Amid budget cuts and belt-tightening efforts to curb healthcare spending, the Baker-Polito administration set aside $200,000 for a postpartum depression pilot program at community health centers around Boston.
“This is an example of the steadfastness of seven years of advocacy,” said Dr. Michael Yogman, a pediatrician and commissioner in the Massachusetts Special Legislative Commission on postpartum depression, at a meeting Wednesday. “I think this commission is the first step in getting people to talk and create a much more integrated approach.”
The commission, which was established by law in 2010, works with the Department of Public Health to establish postpartum depression screenings and advocate for maternal mental health in the greater Boston area. While a recent study cites that 1 in 7 women experience depression after giving birth, a stigma still surrounds the issue keeping at-risk women from seeking help.
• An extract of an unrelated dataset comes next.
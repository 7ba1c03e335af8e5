mod theme;

pub use theme::{print_banner, print_error, print_success, print_warning, shelfsearch_theme};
“If you admit to the state that you want to throw your child out of a car, there’s a fear that you’ll be reported to the [Department of Children and Families],” Commission Chair Rep. Ellen Story (D-Amherst) said. Story said that funding the pilot program was a step in the right direction but there is still much work to be done to normalize the conversation around postpartum depression.
Commissioners in attendance at the meeting praised the recent federal government-appointed panel recommendations but also noted that without corresponding increases in funding for counseling and referral systems, the screenings alone wouldn’t accomplish much.
“How many of you have lied during your screening?” one postpartum depression survivor asked other mothers in attendance. Five women raised their hands.
“The most important thing is to let women know this is common. You’re not alone,” said Susan Petcher, a representative from the support website Postpartum Progress.
Rep. Story says she, along with Sen. Joan Lovely (D-Essex), will work to ensure that the postpartum depression funding remains in the budget as it passes through legislative discussion sessions.
Congresswoman Katherine Clark who is sponsoring a bill entitled Bringing Postpartum Depression Out of the Shadows Act is optimistic. She says that the bill has already seen a substantial amount of bipartisan support in Congress.
“As you know, Congress is not the best functioning place,” Clark said. “This is one of those issues that we have found that you can work across the aisle, because this is an issue that doesn’t care if you’re from a red state or a blue state. It’s about helping moms and helping children.”